Panel Perspectivas sobre derechos humanos e impacto social en la minería mexicana

Por su parte el Lic. Héctor Herrera centró su intervención en la intersección entre agua, medio ambiente y derechos humanos, abordando cómo la regulación minera impacta la competitividad y el desarrollo industrial sustentable. Partió de una lectura constitucional que incorpora —según su análisis— el derecho humano a la competitividad y el derecho humano al desarrollo industrial sustentable, vinculándolos con la protección del medio ambiente y el acceso al agua. El Lic. Herrera sostuvo que, desde la Constitución, se garantizan no sólo los derechos ambientales y de salud, sino también derechos relacionados con la competitividad y el desarrollo productivo sostenible. En su opinión, diversas normas y cuerpos legales —entre ellos la Ley Minera, la Ley General para la Prevención y Gestión Integral de los Residuos (LGPGIR), la Ley General del Equilibrio Ecológico y la Protección al Ambiente (LGEEPA) y la Ley de Aguas Nacionales (LAN)—, en su actual formulación o aplicación, resultan violatorias de esos derechos humanos económicos y sociales, así como de principios constitucionales conexos. 

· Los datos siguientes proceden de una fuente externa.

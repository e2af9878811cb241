use axum::{
    extract::{Query, State},
    Extension, Json,
};
use catmatch_core::ProductRecord;
use serde::Deserialize;

use crate::middleware::RequestId;

use super::{map_db_error, map_engine_error, ApiError, ApiResponse, AppState};

#[derive(Debug, Deserialize)]
pub(super) struct ReferenceQuery {
    #[serde(default)]
    pub query: String,
}

pub(super) async fn search_references(
    State(state): State<AppState>,
    Extension(req_id): Extension<RequestId>,
    Query(params): Query<ReferenceQuery>,
) -> Result<Json<ApiResponse<Vec<ProductRecord>>>, ApiError> {
    let term = catmatch_engine::check_query(&params.query)
        .map_err(|e| map_engine_error(req_id.0.clone(), &e))?;

    let entries = catmatch_db::search_entries(&state.pool, term)
        .await
        .map_err(|e| map_db_error(req_id.0.clone(), &e))?;
    let data = catmatch_engine::search_by_reference(&entries, term)
        .map_err(|e| map_engine_error(req_id.0.clone(), &e))?;

    Ok(Json(ApiResponse::new(req_id.0, data)))
}
use catmatch_core::{CatalogEntry, ProductRecord, Vendor};

use crate::error::EngineError;

/// The trimmed search term.
///
/// # Errors
///
/// Returns [`EngineError::InvalidInput`] when `query` is empty or whitespace.
pub fn check_query(query: &str) -> Result<&str, EngineError> {
    let trimmed = query.trim();
    if trimmed.is_empty() {
        return Err(EngineError::InvalidInput(
            "query must not be empty".to_string(),
        ));
    }
    Ok(trimmed)
}

/// Vendor records whose reference contains `query`, ignoring case.
///
/// Within an entry the A side comes before the B side; entry order is kept.
///
/// # Errors
///
/// Returns [`EngineError::InvalidInput`] when `query` is empty or whitespace.
pub fn search_by_reference(
    entries: &[CatalogEntry],
    query: &str,
) -> Result<Vec<ProductRecord>, EngineError> {
    let needle = check_query(query)?.to_lowercase();

    Ok(entries
        .iter()
        .flat_map(|entry| Vendor::ALL.into_iter().filter_map(move |v| entry.record(v)))
        .filter(|record| {
            record
                .reference
                .as_deref()
                .is_some_and(|r| r.to_lowercase().contains(&needle))
        })
        .collect())
}
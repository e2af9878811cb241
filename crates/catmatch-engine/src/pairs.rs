//! The stored pairing inside each catalog entry: its A-side listing matched
//! against its B-side listing.

use catmatch_core::{CatalogEntry, FusionWeights, MatchCandidate, Vendor};
use rayon::prelude::*;

use crate::rank::{score_pair, Scoring};

/// The entry's own pairing, with the A side as source.
///
/// Cached similarities are used when all three are stored; otherwise the pair
/// is scored from its raw fields. `None` when either side is missing.
#[must_use]
pub fn entry_match(entry: &CatalogEntry, weights: FusionWeights) -> Option<MatchCandidate> {
    let source = entry.record(Vendor::Tunisianet)?;
    let candidate = entry.record(Vendor::Mytek)?;

    match entry.cached_scores() {
        Some((reference_similarity, name_similarity, average_similarity)) => Some(MatchCandidate {
            source,
            candidate,
            reference_similarity,
            name_similarity,
            average_similarity,
        }),
        None => Some(score_pair(&source, &candidate, weights)),
    }
}

/// [`entry_match`] over a whole entry list, in entry order.
pub(crate) fn entry_matches<'a>(
    entries: &'a [CatalogEntry],
    scoring: &Scoring,
) -> Vec<(&'a CatalogEntry, MatchCandidate)> {
    let pair = |entry: &'a CatalogEntry| entry_match(entry, scoring.weights).map(|m| (entry, m));
    if entries.len() >= scoring.parallel_threshold {
        entries.par_iter().filter_map(pair).collect()
    } else {
        entries.iter().filter_map(pair).collect()
    }
}

/// Highest-scoring stored pairs, best first, at most `top_n`.
#[must_use]
pub fn top_pairs(entries: &[CatalogEntry], top_n: usize, scoring: &Scoring) -> Vec<MatchCandidate> {
    let mut pairs: Vec<MatchCandidate> = entry_matches(entries, scoring)
        .into_iter()
        .map(|(_, m)| m)
        .collect();
    pairs.sort_by(|a, b| b.average_similarity.total_cmp(&a.average_similarity));
    pairs.truncate(top_n);
    pairs
}
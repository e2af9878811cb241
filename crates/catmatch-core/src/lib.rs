pub mod app_config;
pub mod config;
pub mod policy;
pub mod records;

pub use app_config::{AppConfig, Environment};
pub use config::{load_app_config, load_app_config_from_env};
pub use policy::{load_policy, FusionWeights, MatchPolicy};
pub use records::{
    BestDeal, CatalogEntry, DuplicateGroup, EntryScores, MatchCandidate, PriceAnomaly,
    PriceComparison, ProductRecord, Vendor,
};

use thiserror::Error;

#[derive(Debug, Error)]
pub enum ConfigError {
    #[error("missing required environment variable: {0}")]
    MissingEnvVar(String),

    #[error("invalid value for {var}: {reason}")]
    InvalidEnvVar { var: String, reason: String },

    #[error("failed to read policy file {path}: {source}")]
    PolicyFileIo {
        path: String,
        #[source]
        source: std::io::Error,
    },

    #[error("failed to parse policy file: {0}")]
    PolicyFileParse(#[from] serde_yaml::Error),

    #[error("policy validation failed: {0}")]
    Validation(String),
}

Panel Aspectos regulatorios en materia de impacto social

El Lic. Herrera propuso reorientar la regulación bajo criterios que permitan conciliar protección ambiental y competitividad industrial. 

Por otro lado, dentro del Programa de la mesa legal, se contó con la participación del señor Stuart Olley, socio de Gowling, quien expuso las novedades NI 43-101, siendo un tema de gran interés para los asistentes. 

Al final de la jornada, se realizaron dos paneles, uno denominado “Perspectivas sobre derechos humanos e impacto social en la minería mexicana”, en el cual actuó como moderador Alfonso Caso Aguilar, y reunión voces del sector privado —Guillermo Arredondo Ruiz (Grupo México), Ariadna Ortega (Cuimari) y Christopher Ávila (Grupo Peñoles)— para abordar temas relacionados con las crecientes exigencias legales y sociales en materia de derechos humanos y la necesidad de mantener la competitividad económica en la minería del siglo XXI, y otro denominado “Aspectos regulatorios en materia de impacto social”, el cual fue moderado por Fabián Casaubón Domenzain, participaron Enrique Rodríguez Del Bosque y el diputado Carlos Ventura Palacios Rodríguez. El diálogo analizó la evolución normativa sobre impacto social en la minería y propuso herramientas para su cumplimiento y vigilancia.

 Ambos paneles concluyeron que la incorporación efectiva de un enfoque de derechos humanos y un robusto componente social en la minería mexicana requiere no solo normas claras, sino también capacidad técnica, coordinación institucional y prácticas empresariales responsables.